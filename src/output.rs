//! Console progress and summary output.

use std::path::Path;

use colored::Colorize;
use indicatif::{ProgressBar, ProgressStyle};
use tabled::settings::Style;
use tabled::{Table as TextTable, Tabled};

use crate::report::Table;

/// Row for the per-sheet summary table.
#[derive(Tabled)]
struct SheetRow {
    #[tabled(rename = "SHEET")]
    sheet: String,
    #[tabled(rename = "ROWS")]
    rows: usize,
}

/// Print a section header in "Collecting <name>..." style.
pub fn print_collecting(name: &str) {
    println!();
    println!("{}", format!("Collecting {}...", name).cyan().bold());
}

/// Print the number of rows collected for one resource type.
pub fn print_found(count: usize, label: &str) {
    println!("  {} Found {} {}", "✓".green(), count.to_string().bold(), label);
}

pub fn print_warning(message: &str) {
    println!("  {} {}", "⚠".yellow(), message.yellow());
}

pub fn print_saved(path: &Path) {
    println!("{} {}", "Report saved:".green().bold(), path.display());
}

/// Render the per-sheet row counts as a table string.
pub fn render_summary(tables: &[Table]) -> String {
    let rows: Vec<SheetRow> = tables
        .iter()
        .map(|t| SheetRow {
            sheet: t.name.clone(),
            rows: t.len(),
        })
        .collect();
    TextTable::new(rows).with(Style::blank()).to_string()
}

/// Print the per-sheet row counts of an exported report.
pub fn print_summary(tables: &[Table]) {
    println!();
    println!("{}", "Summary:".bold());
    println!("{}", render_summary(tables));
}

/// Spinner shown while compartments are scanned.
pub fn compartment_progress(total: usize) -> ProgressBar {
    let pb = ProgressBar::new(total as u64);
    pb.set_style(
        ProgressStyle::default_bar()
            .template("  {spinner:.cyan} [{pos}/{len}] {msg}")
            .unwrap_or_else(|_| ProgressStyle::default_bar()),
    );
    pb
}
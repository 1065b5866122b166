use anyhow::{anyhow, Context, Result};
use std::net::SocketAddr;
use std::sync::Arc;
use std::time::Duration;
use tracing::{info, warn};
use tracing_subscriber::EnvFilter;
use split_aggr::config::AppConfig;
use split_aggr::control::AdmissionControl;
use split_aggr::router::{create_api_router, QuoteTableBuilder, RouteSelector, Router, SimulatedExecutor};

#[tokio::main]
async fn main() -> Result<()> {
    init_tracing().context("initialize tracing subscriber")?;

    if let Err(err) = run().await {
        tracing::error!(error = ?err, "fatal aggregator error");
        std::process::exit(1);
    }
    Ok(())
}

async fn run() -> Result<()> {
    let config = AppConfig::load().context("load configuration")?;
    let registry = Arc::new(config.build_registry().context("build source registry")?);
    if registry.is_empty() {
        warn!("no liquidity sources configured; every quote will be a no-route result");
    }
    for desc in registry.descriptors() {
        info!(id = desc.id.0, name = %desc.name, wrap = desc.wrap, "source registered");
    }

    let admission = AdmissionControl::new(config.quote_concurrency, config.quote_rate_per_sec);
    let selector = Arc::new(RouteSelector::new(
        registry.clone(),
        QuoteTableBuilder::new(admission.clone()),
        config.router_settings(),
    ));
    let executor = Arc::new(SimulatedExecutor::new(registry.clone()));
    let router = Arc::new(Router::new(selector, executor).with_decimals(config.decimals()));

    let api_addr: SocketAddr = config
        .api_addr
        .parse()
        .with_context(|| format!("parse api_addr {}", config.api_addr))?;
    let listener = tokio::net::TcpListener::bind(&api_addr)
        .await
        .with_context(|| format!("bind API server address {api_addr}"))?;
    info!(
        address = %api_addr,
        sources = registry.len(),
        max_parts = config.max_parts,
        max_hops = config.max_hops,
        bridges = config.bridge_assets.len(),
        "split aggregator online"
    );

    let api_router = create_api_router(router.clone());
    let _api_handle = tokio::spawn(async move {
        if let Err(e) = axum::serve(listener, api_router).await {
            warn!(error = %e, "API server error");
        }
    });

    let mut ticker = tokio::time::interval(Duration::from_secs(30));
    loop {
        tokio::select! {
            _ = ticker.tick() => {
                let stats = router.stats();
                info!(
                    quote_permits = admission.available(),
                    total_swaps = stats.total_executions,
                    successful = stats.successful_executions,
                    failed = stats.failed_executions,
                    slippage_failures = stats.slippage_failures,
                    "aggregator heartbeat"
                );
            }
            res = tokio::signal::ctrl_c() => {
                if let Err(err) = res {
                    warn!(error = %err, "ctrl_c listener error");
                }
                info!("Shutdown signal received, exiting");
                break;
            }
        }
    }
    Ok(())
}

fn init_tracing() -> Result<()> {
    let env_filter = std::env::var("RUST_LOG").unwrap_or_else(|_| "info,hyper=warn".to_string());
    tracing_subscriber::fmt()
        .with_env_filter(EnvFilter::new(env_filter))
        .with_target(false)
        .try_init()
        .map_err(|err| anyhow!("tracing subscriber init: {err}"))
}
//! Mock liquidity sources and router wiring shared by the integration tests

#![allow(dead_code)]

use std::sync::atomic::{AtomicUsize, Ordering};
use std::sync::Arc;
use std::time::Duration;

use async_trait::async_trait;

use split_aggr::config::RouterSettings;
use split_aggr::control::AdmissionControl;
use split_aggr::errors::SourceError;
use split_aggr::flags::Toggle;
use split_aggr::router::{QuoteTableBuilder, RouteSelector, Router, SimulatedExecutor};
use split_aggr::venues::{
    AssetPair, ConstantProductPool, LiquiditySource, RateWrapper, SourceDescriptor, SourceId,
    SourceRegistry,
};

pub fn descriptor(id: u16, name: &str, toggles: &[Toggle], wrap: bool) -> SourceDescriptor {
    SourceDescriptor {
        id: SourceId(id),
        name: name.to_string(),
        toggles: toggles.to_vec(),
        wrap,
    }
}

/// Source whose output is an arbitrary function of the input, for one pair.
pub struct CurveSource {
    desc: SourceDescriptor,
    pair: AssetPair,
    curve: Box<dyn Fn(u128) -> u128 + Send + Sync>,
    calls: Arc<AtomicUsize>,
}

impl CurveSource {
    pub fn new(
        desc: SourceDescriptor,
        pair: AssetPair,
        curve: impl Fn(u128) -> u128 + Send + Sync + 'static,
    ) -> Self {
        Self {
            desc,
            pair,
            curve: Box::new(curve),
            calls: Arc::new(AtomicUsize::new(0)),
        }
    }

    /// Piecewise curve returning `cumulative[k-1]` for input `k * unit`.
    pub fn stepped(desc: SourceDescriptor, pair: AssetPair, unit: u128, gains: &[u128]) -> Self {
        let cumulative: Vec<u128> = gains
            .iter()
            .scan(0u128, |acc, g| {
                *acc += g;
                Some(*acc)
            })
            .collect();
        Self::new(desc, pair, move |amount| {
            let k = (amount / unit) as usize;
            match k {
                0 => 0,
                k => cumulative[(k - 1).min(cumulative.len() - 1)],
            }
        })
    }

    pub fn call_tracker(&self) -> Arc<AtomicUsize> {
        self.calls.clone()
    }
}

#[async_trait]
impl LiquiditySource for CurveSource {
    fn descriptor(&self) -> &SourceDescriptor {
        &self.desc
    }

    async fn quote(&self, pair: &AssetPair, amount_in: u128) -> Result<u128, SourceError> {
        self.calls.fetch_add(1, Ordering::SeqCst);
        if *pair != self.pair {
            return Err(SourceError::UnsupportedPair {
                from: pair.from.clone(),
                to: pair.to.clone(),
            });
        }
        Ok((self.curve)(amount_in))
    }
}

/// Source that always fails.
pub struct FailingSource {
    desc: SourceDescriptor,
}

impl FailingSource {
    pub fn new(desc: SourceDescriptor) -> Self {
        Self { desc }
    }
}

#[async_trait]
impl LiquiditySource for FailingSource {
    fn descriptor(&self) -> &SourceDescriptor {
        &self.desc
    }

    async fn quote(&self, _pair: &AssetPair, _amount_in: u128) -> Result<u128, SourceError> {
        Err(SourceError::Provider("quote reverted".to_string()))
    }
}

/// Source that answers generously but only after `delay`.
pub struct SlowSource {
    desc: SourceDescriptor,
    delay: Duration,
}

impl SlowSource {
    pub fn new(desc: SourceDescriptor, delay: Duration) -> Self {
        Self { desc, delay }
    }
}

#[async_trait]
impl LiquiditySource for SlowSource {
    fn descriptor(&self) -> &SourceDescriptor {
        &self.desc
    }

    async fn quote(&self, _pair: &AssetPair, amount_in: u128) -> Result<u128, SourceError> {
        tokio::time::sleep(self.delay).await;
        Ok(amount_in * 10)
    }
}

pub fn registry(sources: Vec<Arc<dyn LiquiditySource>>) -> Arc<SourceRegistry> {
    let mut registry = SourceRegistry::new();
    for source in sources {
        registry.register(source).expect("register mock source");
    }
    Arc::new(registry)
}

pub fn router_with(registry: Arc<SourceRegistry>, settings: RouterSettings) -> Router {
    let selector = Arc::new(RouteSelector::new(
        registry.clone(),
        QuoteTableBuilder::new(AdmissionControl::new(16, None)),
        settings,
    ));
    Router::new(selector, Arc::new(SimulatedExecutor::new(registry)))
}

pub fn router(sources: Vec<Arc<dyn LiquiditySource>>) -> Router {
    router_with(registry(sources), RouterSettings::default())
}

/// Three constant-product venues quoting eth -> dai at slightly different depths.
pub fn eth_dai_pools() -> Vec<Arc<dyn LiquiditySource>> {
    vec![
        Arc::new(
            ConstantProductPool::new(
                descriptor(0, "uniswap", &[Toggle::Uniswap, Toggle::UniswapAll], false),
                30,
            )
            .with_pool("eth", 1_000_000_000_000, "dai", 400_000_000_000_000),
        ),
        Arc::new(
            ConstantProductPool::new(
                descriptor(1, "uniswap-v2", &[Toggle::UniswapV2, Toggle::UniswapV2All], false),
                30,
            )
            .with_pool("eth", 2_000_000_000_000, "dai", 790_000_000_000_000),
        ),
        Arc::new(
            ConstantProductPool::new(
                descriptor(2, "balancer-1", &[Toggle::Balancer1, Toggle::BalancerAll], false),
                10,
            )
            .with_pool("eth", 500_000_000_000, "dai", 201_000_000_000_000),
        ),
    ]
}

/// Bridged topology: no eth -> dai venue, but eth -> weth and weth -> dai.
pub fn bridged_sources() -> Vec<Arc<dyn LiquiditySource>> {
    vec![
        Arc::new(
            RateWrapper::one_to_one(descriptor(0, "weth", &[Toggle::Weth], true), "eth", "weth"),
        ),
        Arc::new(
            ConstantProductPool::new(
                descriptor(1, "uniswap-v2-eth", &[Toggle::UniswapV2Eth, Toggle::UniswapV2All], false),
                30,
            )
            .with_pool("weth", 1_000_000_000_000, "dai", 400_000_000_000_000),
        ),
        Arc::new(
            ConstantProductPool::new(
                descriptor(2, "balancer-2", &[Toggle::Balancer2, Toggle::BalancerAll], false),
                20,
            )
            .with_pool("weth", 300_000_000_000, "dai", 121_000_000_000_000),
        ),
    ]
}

(PROBLEM TO WORK ON):
In the entries above, find the line holding "async fn quote(&self, _pair: &AssetPair, _amount_in: u128)" and the line holding "let mut registry = SourceRegistry::new();", then retype exactly those two lines and every line between them, and nothing else.

(ANSWER):
    async fn quote(&self, _pair: &AssetPair, _amount_in: u128) -> Result<u128, SourceError> {
        Err(SourceError::Provider("quote reverted".to_string()))
    }
}

/// Source that answers generously but only after `delay`.
pub struct SlowSource {
    desc: SourceDescriptor,
    delay: Duration,
}

impl SlowSource {
    pub fn new(desc: SourceDescriptor, delay: Duration) -> Self {
        Self { desc, delay }
    }
}

#[async_trait]
impl LiquiditySource for SlowSource {
    fn descriptor(&self) -> &SourceDescriptor {
        &self.desc
    }

    async fn quote(&self, _pair: &AssetPair, amount_in: u128) -> Result<u128, SourceError> {
        tokio::time::sleep(self.delay).await;
        Ok(amount_in * 10)
    }
}

pub fn registry(sources: Vec<Arc<dyn LiquiditySource>>) -> Arc<SourceRegistry> {
    let mut registry = SourceRegistry::new();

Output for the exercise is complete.